Materials and Methods:
This prospective study addressed the utilization of telemedicine, specifically the virtual
clinic via video consultation in the field of pediatric surgery in the current era of
Covid-19 pandemic. Data recorded for analysis included demographic data, condition
distribution (system/body region affected), conversation duration, ultimate fate of the
consultations. Service was evaluated by on-line patient questionnaire ranging from 1 to 5.
Study was carried out at 3 pediatric surgery tertiary centers (Prince Mohammed bin Abdulaziz
Hospital in Riyadh, Alyamamah Obstetric & Children's hospital in Riyadh, and Al-Azhar
University hospitals in Cairo) on pediatric surgical patients, in the period from June 2020
to July 2021, in comparison to the statistics of the period from June 2019 till June 2020.
All patients' guardians enrolled in the study had electronically signed a written informed
consent before commencement of a video consultation. The study was approved by the
Institutional Review Board and ethics committee (Registration number: H7D4-2020-0051E). The
main objective was to assess the efficacy utilization of telemedicine (mainly virtual clinic
via video consultation) in sorting and correct guiding of children with surgical issues.
Primary outcome measurements included attendance rate, cancellation rate, re-admission rate,
and parent/patients' satisfaction. Secondary outcome measurements included time interval from
appointment request till the actual encounter, encounter duration, and fate of the video
conversations.
All patients are requested to register in the MOH registry (including ID and phone numbers,
address, & e-mail), and are given instructions on how to use the certified applications to
organize their access to the service via approved applications at any time. Also, on-call
pediatric surgery specialists were ready all the time.
Telemedicine (virtual clinic via video consultation), between a well-trained expert pediatric
surgeon and a motivated child's caregiver, effectively bridges the gap caused by the
regulatory precautions mandated by the current Covid-19 pandemic.
Statistical analysis:
It will be performed with IBM SPSS Statistics for Windows, Version 23.0. Armonk, NY: IBM
Corp. Data will be presented as mean, standard deviation, number & percentage, using
Chi-squared test (X2) for qualitative data. The significance level will be set at P > 0.05.

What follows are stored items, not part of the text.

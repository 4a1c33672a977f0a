// This Source Code Form is subject to the terms of the Mozilla Public
// License, v. 2.0. If a copy of the MPL was not distributed with this
// file, You can obtain one at https://mozilla.org/MPL/2.0/.

use std::fmt;
use std::pin::Pin;
use std::time::Duration;

use async_trait::async_trait;
use bytes::Bytes;
use futures::Stream;
use reqwest::multipart::{Form, Part};

/// A streaming response body
pub type ByteStream = Pin<Box<dyn Stream<Item = Result<Bytes, reqwest::Error>> + Send>>;

/// HTTP methods used by the API
#[derive(Debug, Clone, Copy, PartialEq, Eq)]
pub enum Method {
    Get,
    Post,
    Put,
    Delete,
}

impl Method {
    pub fn as_str(self) -> &'static str {
        match self {
            Self::Get => "GET",
            Self::Post => "POST",
            Self::Put => "PUT",
            Self::Delete => "DELETE",
        }
    }
}

impl fmt::Display for Method {
    fn fmt(&self, f: &mut fmt::Formatter<'_>) -> fmt::Result {
        f.write_str(self.as_str())
    }
}

impl From<Method> for reqwest::Method {
    fn from(method: Method) -> Self {
        match method {
            Method::Get => Self::GET,
            Method::Post => Self::POST,
            Method::Put => Self::PUT,
            Method::Delete => Self::DELETE,
        }
    }
}

/// A file read into memory for a multipart upload
#[derive(Debug, Clone, PartialEq, Eq)]
pub struct FileAttachment {
    /// Name of the multipart part (e.g. "media_file")
    pub field_name: String,
    /// Base name of the file on disk
    pub file_name: String,
    pub content: Vec<u8>,
    pub mime_type: String,
}

/// Request payload
///
/// A JSON body and form fields are separate variants, so one request can
/// never carry both.
#[derive(Debug, Clone, Default, PartialEq, Eq)]
pub enum RequestBody {
    #[default]
    Empty,
    /// Serialized JSON document
    Json(Vec<u8>),
    /// multipart/form-data fields with an optional file part
    Multipart {
        fields: Vec<(String, String)>,
        file: Option<FileAttachment>,
    },
}

/// A fully built request, ready to be dispatched
#[derive(Debug, Clone, PartialEq, Eq)]
pub struct ApiRequest {
    pub method: Method,
    pub url: String,
    pub headers: Vec<(String, String)>,
    pub body: RequestBody,
    /// When false, a 3xx response is returned as-is instead of followed
    pub follow_redirects: bool,
}

impl ApiRequest {
    /// Look up a header value by case-insensitive name
    pub fn header(&self, name: &str) -> Option<&str> {
        self.headers
            .iter()
            .find(|(key, _)| key.eq_ignore_ascii_case(name))
            .map(|(_, value)| value.as_str())
    }
}

/// Status, redirect target and fully read body of a response
#[derive(Debug, Clone, PartialEq, Eq)]
pub struct RawResponse {
    pub status: u16,
    /// Location header value, if present
    pub location: Option<String>,
    pub body: Bytes,
}

/// HTTP response with status, content length, and body stream
pub struct HttpResponse {
    /// HTTP status code
    pub status: u16,
    /// Content-Length header value, if present
    pub content_length: Option<u64>,
    /// Response body as a stream of bytes
    pub body: ByteStream,
}

/// HTTP client abstraction for testability
#[async_trait]
pub trait HttpClient: Send + Sync {
    /// Send a request and read the entire response body
    async fn execute(&self, request: ApiRequest) -> Result<RawResponse, reqwest::Error>;

    /// Get a streaming response for large downloads
    async fn get_stream(&self, url: &str) -> Result<HttpResponse, reqwest::Error>;
}

/// Default HTTP client implementation using reqwest
#[derive(Clone)]
pub struct ReqwestClient {
    client: reqwest::Client,
    no_redirect: reqwest::Client,
    streaming: reqwest::Client,
}

impl ReqwestClient {
    /// Create a ReqwestClient whose API requests are bounded by `timeout`
    ///
    /// Media streams have no total limit. `timeout` only bounds connecting
    /// and each wait for more body bytes.
    pub fn new(timeout: Duration) -> Result<Self, reqwest::Error> {
        let client = reqwest::Client::builder().timeout(timeout).build()?;
        let no_redirect = reqwest::Client::builder()
            .timeout(timeout)
            .redirect(reqwest::redirect::Policy::none())
            .build()?;
        let streaming = reqwest::Client::builder()
            .connect_timeout(timeout)
            .read_timeout(timeout)
            .build()?;

        Ok(Self {
            client,
            no_redirect,
            streaming,
        })
    }

    /// Create a ReqwestClient from custom reqwest clients
    ///
    /// `no_redirect` is used for requests that must not follow redirects,
    /// `streaming` for media downloads.
    pub fn with_clients(
        client: reqwest::Client,
        no_redirect: reqwest::Client,
        streaming: reqwest::Client,
    ) -> Self {
        Self {
            client,
            no_redirect,
            streaming,
        }
    }
}

fn build_form(
    fields: Vec<(String, String)>,
    file: Option<FileAttachment>,
) -> Result<Form, reqwest::Error> {
    let mut form = Form::new();

    if let Some(file) = file {
        let part = Part::bytes(file.content)
            .file_name(file.file_name)
            .mime_str(&file.mime_type)?;
        form = form.part(file.field_name, part);
    }

    for (name, value) in fields {
        form = form.text(name, value);
    }

    Ok(form)
}

#[async_trait]
impl HttpClient for ReqwestClient {
    async fn execute(&self, request: ApiRequest) -> Result<RawResponse, reqwest::Error> {
        let client = if request.follow_redirects {
            &self.client
        } else {
            &self.no_redirect
        };

        let mut builder = client.request(request.method.into(), &request.url);
        for (name, value) in &request.headers {
            builder = builder.header(name.as_str(), value.as_str());
        }

        builder = match request.body {
            RequestBody::Empty => builder,
            RequestBody::Json(bytes) => builder.body(bytes),
            RequestBody::Multipart { fields, file } => builder.multipart(build_form(fields, file)?),
        };

        let response = builder.send().await?;
        let status = response.status().as_u16();
        let location = response
            .headers()
            .get(reqwest::header::LOCATION)
            .and_then(|value| value.to_str().ok())
            .map(String::from);
        let body = response.bytes().await?;

        Ok(RawResponse {
            status,
            location,
            body,
        })
    }

    async fn get_stream(&self, url: &str) -> Result<HttpResponse, reqwest::Error> {
        let response = self.streaming.get(url).send().await?;
        let status = response.status().as_u16();
        let content_length = response.content_length();

        let body: ByteStream = Box::pin(response.bytes_stream());

        Ok(HttpResponse {
            status,
            content_length,
            body,
        })
    }
}

#[cfg(test)]
mod tests {
    use super::*;

    #[test]
    fn reqwest_client_can_be_created() {
        let client = ReqwestClient::new(Duration::from_secs(5)).unwrap();
        let _cloned = client.clone();
    }

    #[test]
    fn method_maps_to_reqwest() {
        assert_eq!(reqwest::Method::from(Method::Delete), reqwest::Method::DELETE);
        assert_eq!(Method::Put.to_string(), "PUT");
    }

    #[test]
    fn header_lookup_ignores_case() {
        let request = ApiRequest {
            method: Method::Get,
            url: "https://api.spreaker.com/v2/me".to_string(),
            headers: vec![("Accept".to_string(), "application/json".to_string())],
            body: RequestBody::Empty,
            follow_redirects: true,
        };

        assert_eq!(request.header("accept"), Some("application/json"));
        assert_eq!(request.header("Authorization"), None);
    }

    #[test]
    fn form_accepts_file_and_fields() {
        let file = FileAttachment {
            field_name: "media_file".to_string(),
            file_name: "ep.mp3".to_string(),
            content: b"audio".to_vec(),
            mime_type: "audio/mpeg".to_string(),
        };

        let form = build_form(vec![("title".to_string(), "Ep".to_string())], Some(file));
        assert!(form.is_ok());
    }
}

- Discussion will focus on demonstrating and achieving the main objective that was to assess
the efficacy utilization of telemedicine (mainly virtual clinic via video consultation) in
sorting and correct guiding of children with surgical issues. Points of discussion will
include attendance rate, cancellation rate, re-admission rate, and parent/patients'
satisfaction, fate of the video conversations.